A esmagadora maioria das forças partidárias, ou ignora o assunto ou
pretende esconder o sol com uma peneira, não só desvalorizando a perda da
qualidade de vida e nunca pondo em causa a presença militar dos
norte-americanos. Assim, sendo cúmplices de todos os atentados cometidos, hoje,
após terem acordado de longa letargia, passaram a reivindicar a descontaminação
ambiental da ilha Terceira e a exigir que o Estado Português assuma as suas
responsabilidades.
Felizmente, a comunicação social dos Açores, nomeadamente o jornal
terceirense Diário Insular, tem dado voz a quem se preocupa com o problema e tem
divulgado relatórios e análises à água e aos solos. A título de exemplo, a 15
de agosto de 2019, aquele jornal anunciava que a água da Base das Lajes estava
contaminada com bromato, um produto químico sob suspeita de ser cancerígeno. O
mesmo periódico, no dia 9 de novembro de 2019, publicou um texto “intitulado
“Contaminação degrada na Terceira todas as formas de vida”, onde um americano
confessa que mais do que a questão dos cancros, o grande problema é o da
bioacumulação que põe em causa toda a qualidade de vida, em geral, e em
particular, está na origem, mais cedo ou mais tarde, de várias doenças
responsáveis pela diminuição da esperança de vida”.
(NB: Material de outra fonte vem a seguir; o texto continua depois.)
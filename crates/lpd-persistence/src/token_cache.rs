//! Bounded, ordered replay log.

use crate::error::PersistenceResult;
use crate::store::{CacheEntry, CacheStore};
use std::sync::Arc;
use tracing::debug;

/// Default number of entries kept in the replay log.
pub const DEFAULT_CAPACITY: usize = 300;

/// Result of appending to the log.
#[derive(Debug, Clone, Copy, PartialEq, Eq)]
pub enum AppendOutcome {
    /// Entry written; `evicted` oldest entries were dropped to stay in bounds.
    Appended { evicted: usize },
    /// Identifier was already in the log; nothing written.
    AlreadyPresent,
}

/// FIFO-bounded log of accepted sightings on top of a `CacheStore`.
///
/// Every append is a read-modify-write of the whole log. There is no
/// cross-process locking: a concurrent writer may win the race.
#[derive(Clone)]
pub struct TokenCache {
    store: Arc<dyn CacheStore>,
    capacity: usize,
}

impl TokenCache {
    pub fn new(store: Arc<dyn CacheStore>, capacity: usize) -> Self {
        Self {
            store,
            capacity: capacity.max(1),
        }
    }

    pub fn capacity(&self) -> usize {
        self.capacity
    }

    /// Load the log, keeping only the `capacity` most recent entries.
    pub fn load(&self) -> PersistenceResult<Vec<CacheEntry>> {
        let mut entries = self.store.load()?;
        trim_front(&mut entries, self.capacity);
        Ok(entries)
    }

    /// Append an entry, evicting the oldest ones on overflow.
    ///
    /// A read failure aborts the append so an unreadable log is never
    /// clobbered by a one-entry rewrite.
    pub fn append(&self, entry: CacheEntry) -> PersistenceResult<AppendOutcome> {
        let mut entries = self.store.load()?;
        if entries.iter().any(|e| e.identifier == entry.identifier) {
            return Ok(AppendOutcome::AlreadyPresent);
        }

        entries.push(entry);
        let evicted = trim_front(&mut entries, self.capacity);
        self.store.store(&entries)?;

        if evicted > 0 {
            debug!(evicted, size = entries.len(), "Evicted oldest cache entries");
        }
        Ok(AppendOutcome::Appended { evicted })
    }

    pub fn clear(&self) -> PersistenceResult<()> {
        self.store.clear()
    }
}

fn trim_front(entries: &mut Vec<CacheEntry>, capacity: usize) -> usize {
    let excess = entries.len().saturating_sub(capacity);
    if excess > 0 {
        entries.drain(..excess);
    }
    excess
}

#[cfg(test)]
mod tests {
    use super::*;
    use crate::jsonl::JsonLinesCache;
    use crate::store::MemoryCache;
    use lpd_core::{CategoryKey, Identifier};
    use tempfile::TempDir;

    fn entry(id: usize) -> CacheEntry {
        CacheEntry::new(
            Identifier::new(format!("id_{id}")).unwrap(),
            CategoryKey::new("uxento"),
        )
    }

    #[test]
    fn test_capacity_keeps_most_recent() {
        let cache = TokenCache::new(Arc::new(MemoryCache::new()), 5);
        for n in [3usize, 12] {
            cache.clear().unwrap();
            for i in 0..n {
                cache.append(entry(i)).unwrap();
            }
            let loaded = cache.load().unwrap();
            assert_eq!(loaded.len(), n.min(5));
            let first = n.saturating_sub(5);
            let ids: Vec<_> = loaded.iter().map(|e| e.identifier.to_string()).collect();
            let expected: Vec<_> = (first..n).map(|i| format!("id_{i}")).collect();
            assert_eq!(ids, expected);
        }
    }

    #[test]
    fn test_append_reports_eviction() {
        let cache = TokenCache::new(Arc::new(MemoryCache::new()), 2);
        assert_eq!(
            cache.append(entry(0)).unwrap(),
            AppendOutcome::Appended { evicted: 0 }
        );
        cache.append(entry(1)).unwrap();
        assert_eq!(
            cache.append(entry(2)).unwrap(),
            AppendOutcome::Appended { evicted: 1 }
        );
    }

    #[test]
    fn test_append_skips_present_identifier() {
        let cache = TokenCache::new(Arc::new(MemoryCache::new()), 10);
        cache.append(entry(1)).unwrap();
        assert_eq!(
            cache.append(entry(1)).unwrap(),
            AppendOutcome::AlreadyPresent
        );
        assert_eq!(cache.load().unwrap().len(), 1);
    }

    #[test]
    fn test_load_trims_oversized_log() {
        let store = MemoryCache::with_entries((0..8).map(entry).collect());
        let cache = TokenCache::new(Arc::new(store), 3);
        let loaded = cache.load().unwrap();
        assert_eq!(loaded.len(), 3);
        assert_eq!(loaded[0].identifier.as_str(), "id_5");
    }

    #[test]
    fn test_file_backed_log_survives_reopen() {
        let temp_dir = TempDir::new().unwrap();
        let path = temp_dir.path().join("token_cache.jsonl");

        {
            let cache = TokenCache::new(Arc::new(JsonLinesCache::new(&path)), 4);
            for i in 0..6 {
                cache.append(entry(i)).unwrap();
            }
        }

        let reopened = TokenCache::new(Arc::new(JsonLinesCache::new(&path)), 4);
        let loaded = reopened.load().unwrap();
        assert_eq!(loaded.len(), 4);
        assert_eq!(loaded[0].identifier.as_str(), "id_2");
        assert_eq!(loaded[3].identifier.as_str(), "id_5");
    }
}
A comunidade científica que poderia ser útil no esclarecimento das
populações com verdade e sem alarmismos, está dividida. Se a grande maioria
mantém-se em silêncio absoluto, muito poucos alertam para a gravidade dos
problemas e apelam à necessidade urgente de se proceder à descontaminação e outros
há que quando se fazem ouvir é para “chamar de alarmistas” aos colegas e para tentar
branquear a situação, afirmando que apesar da contaminação, afinal nada de
grave se passa.
Uma das poucas pessoas que não se tem calado é o professor da Universidade
dos Açores, Félix Rodrigues, que, por várias vezes, tem denunciado o secretismo
que pretendem que exista em torno do assunto. No Diário Insular de 21 de
dezembro de 2018, Félix Rodrigues afirmou o seguinte: “Tanto Lisboa como os EUA
têm muito que explicar aos açorianos e terceirenses em particular. A explicação não deverá ser somente
filosófica ou política, mas concreta, onde se deve dizer o que se fez, passo a
passo e com que tecnologia. É incompreensível que o controlo da descontaminação
seja feito sem a participação de quem é afetado. Faz sentido que quem me pode envenenar
seja a pessoa que me faz o tratamento de cura, sem que tenha conhecimento
disso? Isso é no mínimo incompreensível e pouco ético.